I cannot say enough. Love this place! Emporium Arcade in Oakland is hands down the most fun to be had on Telegraph. Go alone, bring a friend; there’s no wrong way. Racing games, Night of the Living Dead 4, foosball, Pacman, Pinball—easily pass four to six hours in the glitter and flash of the lights. Grab a beer from the bar, and vegan tacos or a vegan burrito from Taqueria Venganza, and play the night away. There is a catharsis to shooting zombies, which might be just what the doctor ordered… Oh and my favorite thing about Emporium? They have a movie library of just under 400 of the best in surreal, cult classic films, playing on a loop, curated by their gaming king manager, Adam. This is the ultimate escape into a 1980s/timeless mashup dream.
The Fox Theater
Probably not news, but this place pulls some of the best musical acts in the world. Caroline Polachek, LCD Soundsystem, Giveon… I could go on. The red velvet, inner sanctum vibe is completed by two massive, ornate Ganesha statues that flank the stage. Ganesha, by the way, is the Hindu elephant god, known to be the remover of obstacles and the harbinger of new beginnings.
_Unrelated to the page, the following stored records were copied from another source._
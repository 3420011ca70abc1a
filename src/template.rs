//! A small text template language for overlay files.
//!
//! Templates are literal text with `{{ expression }}` placeholders. An
//! expression is a dotted path, optionally piped through filters:
//!
//! ```text
//! Raised so far: {{ state.total | fixed(2) }} EUR
//! Top supporter: {{ state.top.name | default("nobody yet") | upper }}
//! ```
//!
//! Paths starting with `state.` resolve against the state document; any
//! other path resolves against it too, so `{{ total }}` works as well.
//! `{{{{` produces a literal `{{`.

use crate::path;
use serde_json::Value;
use thiserror::Error;

#[derive(Debug, Error, PartialEq)]
pub enum TemplateError {
    #[error("unterminated `{{{{` at byte {offset}")]
    Unterminated { offset: usize },

    #[error("empty expression at byte {offset}")]
    EmptyExpression { offset: usize },

    #[error("unknown filter `{0}`")]
    UnknownFilter(String),

    #[error("filter `{filter}` has an invalid argument `{arg}`")]
    InvalidArgument { filter: String, arg: String },

    #[error("`{path}` is not set")]
    Missing { path: String },

    #[error("filter `{filter}` expects a number, got {value}")]
    NotANumber { filter: &'static str, value: String },
}

#[derive(Debug, Clone, PartialEq)]
enum Filter {
    Fixed(usize),
    Default(Value),
    Upper,
    Lower,
}

#[derive(Debug, Clone, PartialEq)]
struct Expr {
    path: String,
    filters: Vec<Filter>,
}

#[derive(Debug, Clone, PartialEq)]
enum Segment {
    Text(String),
    Expr(Expr),
}

/// A compiled template.
///
/// # Examples
///
/// ```
/// use alertfold::Template;
/// use serde_json::json;
///
/// let template = Template::compile("Total: {{ state.total | fixed(2) }}").unwrap();
/// assert_eq!(template.render(&json!({"total": 12.5})).unwrap(), "Total: 12.50");
/// ```
#[derive(Debug, Clone, PartialEq)]
pub struct Template {
    segments: Vec<Segment>,
}

impl Template {
    /// Parse `source`.
    pub fn compile(source: &str) -> Result<Self, TemplateError> {
        let mut segments = Vec::new();
        let mut text = String::new();
        let mut rest = source;

        while let Some(start) = rest.find("{{") {
            let offset = source.len() - rest.len() + start;
            text.push_str(&rest[..start]);

            if rest[start..].starts_with("{{{{") {
                text.push_str("{{");
                rest = &rest[start + 4..];
                continue;
            }

            let inner = &rest[start + 2..];
            let end = inner
                .find("}}")
                .ok_or(TemplateError::Unterminated { offset })?;

            if !text.is_empty() {
                segments.push(Segment::Text(std::mem::take(&mut text)));
            }
            segments.push(Segment::Expr(parse_expr(&inner[..end], offset)?));
            rest = &inner[end + 2..];
        }

        text.push_str(rest);
        if !text.is_empty() {
            segments.push(Segment::Text(text));
        }

        Ok(Template { segments })
    }

    /// Render against a state document.
    pub fn render(&self, state: &Value) -> Result<String, TemplateError> {
        let mut out = String::new();
        for segment in &self.segments {
            match segment {
                Segment::Text(text) => out.push_str(text),
                Segment::Expr(expr) => out.push_str(&expr.evaluate(state)?),
            }
        }
        Ok(out)
    }
}

fn parse_expr(source: &str, offset: usize) -> Result<Expr, TemplateError> {
    let mut parts = source.split('|').map(str::trim);
    let path = parts.next().unwrap_or_default();
    if path.is_empty() {
        return Err(TemplateError::EmptyExpression { offset });
    }

    let filters = parts.map(parse_filter).collect::<Result<Vec<_>, _>>()?;
    Ok(Expr {
        path: path.to_string(),
        filters,
    })
}

fn parse_filter(source: &str) -> Result<Filter, TemplateError> {
    let (name, arg) = match source.split_once('(') {
        Some((name, rest)) => {
            let arg = rest.strip_suffix(')').ok_or_else(|| TemplateError::InvalidArgument {
                filter: name.trim().to_string(),
                arg: rest.to_string(),
            })?;
            (name.trim(), Some(arg.trim()))
        }
        None => (source, None),
    };

    let invalid = |arg: &str| TemplateError::InvalidArgument {
        filter: name.to_string(),
        arg: arg.to_string(),
    };

    match (name, arg) {
        ("fixed", Some(arg)) => arg.parse().map(Filter::Fixed).map_err(|_| invalid(arg)),
        ("default", Some(arg)) => Ok(Filter::Default(
            serde_json::from_str(arg).unwrap_or_else(|_| Value::String(arg.to_string())),
        )),
        ("upper", None) => Ok(Filter::Upper),
        ("lower", None) => Ok(Filter::Lower),
        ("fixed" | "default", None) => Err(invalid("")),
        ("upper" | "lower", Some(arg)) => Err(invalid(arg)),
        (other, _) => Err(TemplateError::UnknownFilter(other.to_string())),
    }
}

impl Expr {
    fn lookup<'a>(&self, state: &'a Value) -> Option<&'a Value> {
        match self.path.as_str() {
            "state" => Some(state),
            p => path::get(state, p.strip_prefix("state.").unwrap_or(p)),
        }
    }

    fn evaluate(&self, state: &Value) -> Result<String, TemplateError> {
        let mut value = self.lookup(state).filter(|v| !v.is_null()).cloned();

        for filter in &self.filters {
            value = match (filter, value) {
                (Filter::Default(fallback), None) => Some(fallback.clone()),
                (_, None) => None,
                (Filter::Default(_), Some(v)) => Some(v),
                (Filter::Fixed(places), Some(v)) => {
                    let n = as_number(&v).ok_or_else(|| TemplateError::NotANumber {
                        filter: "fixed",
                        value: v.to_string(),
                    })?;
                    Some(Value::String(format!("{:.*}", *places, n)))
                }
                (Filter::Upper, Some(v)) => Some(Value::String(display(&v).to_uppercase())),
                (Filter::Lower, Some(v)) => Some(Value::String(display(&v).to_lowercase())),
            };
        }

        value.map(|v| display(&v)).ok_or_else(|| TemplateError::Missing {
            path: self.path.clone(),
        })
    }
}

fn as_number(value: &Value) -> Option<f64> {
    match value {
        Value::Number(n) => n.as_f64(),
        Value::String(s) => s.trim().parse().ok(),
        _ => None,
    }
}

fn display(value: &Value) -> String {
    match value {
        Value::String(s) => s.clone(),
        Value::Null => String::new(),
        other => other.to_string(),
    }
}

/// Remove the indentation shared by every non-blank line.
///
/// # Examples
///
/// ```
/// use alertfold::template::strip_indent;
///
/// assert_eq!(strip_indent("    a\n      b\n    c"), "a\n  b\nc");
/// ```
pub fn strip_indent(text: &str) -> String {
    let indent = text
        .lines()
        .filter(|line| !line.trim().is_empty())
        .map(|line| line.len() - line.trim_start_matches([' ', '\t']).len())
        .min()
        .unwrap_or(0);

    if indent == 0 {
        return text.to_string();
    }

    text.split('\n')
        .map(|line| {
            let leading = line.len() - line.trim_start_matches([' ', '\t']).len();
            &line[leading.min(indent)..]
        })
        .collect::<Vec<_>>()
        .join("\n")
}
Come snag a drink at Fox’s bar, the Den—yep—dance out every single moment of frustration the year or the family has ever caused, and let those golden elephants clear obstacles and ring in the future!
Yoshi’s Jazz Club
Inimitable Japanese cuisine and jazz on the waterfront? A no brainer. Yoshi’s is also a place out of time—this classic Jack London Square located jazz club has been home to such genius as René Marie, Karrin Allyson and Melody Gardot, to name but a few. It’s an intimate setting with a classic feel, small tables and booths dispersed gracefully around a stage. I was amazed to learn the space seats 310—it truly feels like being in an underground Berlin jazz club. Spend the evening nibbling tako sunomono, hamachi crudo, sipping junmai or Dewazakura “Tobiroku” sake and listening to music—current artistic director Daniel Grujic has expanded the lineup to include a wide variety. Happy listening!
The New Parkway Theater
The New Parkway Theater is on a whole other level of fun. For starters, they have something going on literally every evening, from karaoke to creative nights. For seconds, they bring a wide variety of films, one of which was the recent documentary Fire of Love, which covers the life and work of volcanologists Katia and Maurice Krafft and their incredible work with and footage of volcanoes. (It’s a visual/emotional masterpiece that must be seen.) Thirdly, the seats are all couches. Yes, couches and comfy chairs! No squirming in stiff theater seats. Literally lay out with a hard kombucha and some popcorn smothered in nutritional yeast, and enjoy the show.